# Need Advice..



## 836710 (Sep 25, 2012)

I've been dealing with too many talks w/my husband and I was recently told that I need to take action in order for him to realize, that I am tired of this roller coaster. Maybe this would help him realize that I am a good wife to hold on to. Before it's too late!

We've been having issues on his lack of affection and attention towards me. I feel like he shuts me out. When we talk about the problem, I feel like in his head, he's saying, "Here we go again"! Just by his body language and his words, "What do you want me to do, it's just not me"! I love him very much, but I feel like I just can't have these discussion w/him anymore and this has been going on for the past 2 yrs. We have 3 kids, 17, 13 & 3 and a grandson. I see him talk to them and laugh, but sometimes I get shorthanded, when it comes to me. All this has just built up w/anger and I know it's not good to react on anger, this is why a friend told me about this site. 

He recently started working nights and I work days, so we don't see each other during the week, until the weekends. You would think this would work, but it doesn't. He just shuts me out, even more and I get more angry that I just ignore him. It just hurts me that he doesn't realize that I need a husband, my friend and my lover. Since, he's neglected me, I feel like why should I always try to make the effort to make it better, when in a wk or two, it'll be the same thing.
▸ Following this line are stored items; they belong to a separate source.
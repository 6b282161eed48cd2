//! Rate limiting for tool invocations
//!
//! Fixed-window counters per key, stored behind the [`CounterStore`] trait.

mod keys;
mod limiter;
mod memory;
mod store;
mod types;


pub use keys::{extract_tool_name, generate_key};
pub use limiter::RateLimiter;
pub use memory::{InMemoryStore, StoreSettings};
pub use store::{Bucket, CounterStore, NoopStore};
pub use types::{
    KeyMode, RateLimitAlgorithm, RateLimitConfig, RateLimitError, RateLimitStats, StoreError,
    ToolRateLimit,
};

#[cfg(test)]
pub(crate) use store::MockCounterStore;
I can't even remember the last time we told each other we love each other. 

I don't want anymore talks w/him, I just want him to realize that this marriage is hanging on a thread, just because he's not giving enough attention, as a husband.
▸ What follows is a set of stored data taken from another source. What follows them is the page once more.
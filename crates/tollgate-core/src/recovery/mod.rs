//! Resilience primitives: rate limiting, circuit breaking and retry
//!
//! Each primitive is usable on its own. The [`crate::pipeline`] module
//! composes them into the fixed order every tool invocation goes through.

pub mod backoff;
pub mod circuit_breaker;
pub mod rate_limiter;
pub mod retry;

pub use backoff::{
    BackoffKind, BackoffStrategy, ConstantBackoff, ExponentialBackoff, LinearBackoff, NoBackoff,
};
pub use circuit_breaker::{
    CircuitBreaker, CircuitBreakerConfig, CircuitBreakerError, CircuitBreakerRegistry,
    CircuitBreakerStats, CircuitState,
};
pub use rate_limiter::{
    Bucket, CounterStore, InMemoryStore, KeyMode, NoopStore, RateLimitAlgorithm, RateLimitConfig,
    RateLimitError, RateLimitStats, RateLimiter, StoreError, StoreSettings, ToolRateLimit,
};
pub use retry::{RetryConfig, RetryError, RetryExecutor, RetryFailure, RetryOptions};

/// Errors that know whether another attempt could succeed
pub trait Retryable {
    fn is_retryable(&self) -> bool;
}

impl Retryable for crate::error::TollgateError {
    fn is_retryable(&self) -> bool {
        matches!(self, Self::Io(_) | Self::Store(_))
    }
}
I need an action that will give him a good wake up call. This would be my last resort to make things work.


----------



## Couleur (Apr 4, 2012)

Here are a couple of (very different) strategies.

1) Commit yourself to using positive reinforcement. Every time your husband does something that is good, tell him. "Honey, I enjoyed seeing you playing games with the kids today. It's nice to see how well you get along," or "thanks for asking about my day! It means a lot to me to be able to share with you," or "I really appreciate your filling up the car with gas this weekend. It made my commute so much easier today." And so on.... Your goal is to find 3 to 5 things each day to give positive feedback on. Ignore the negative behaviors, and see if your H changes with time.

2) Print out a copy of this post and give it to your husband or tell him that you've read stories about walk away wives (you could easily find a link and send it to him) and the heart ache they cause their families. You can see yourself in those stories, and you want to try to work on your marriage before things progress to that state.

You might also frame it in the context of his new work hours and how with this change it is becoming more and more important to you to spend quality time together.

If you haven't read the 5 languages of Love, it might be the book to give your husband to read to start a discussion of what you can do to strengthen your marriage.


----------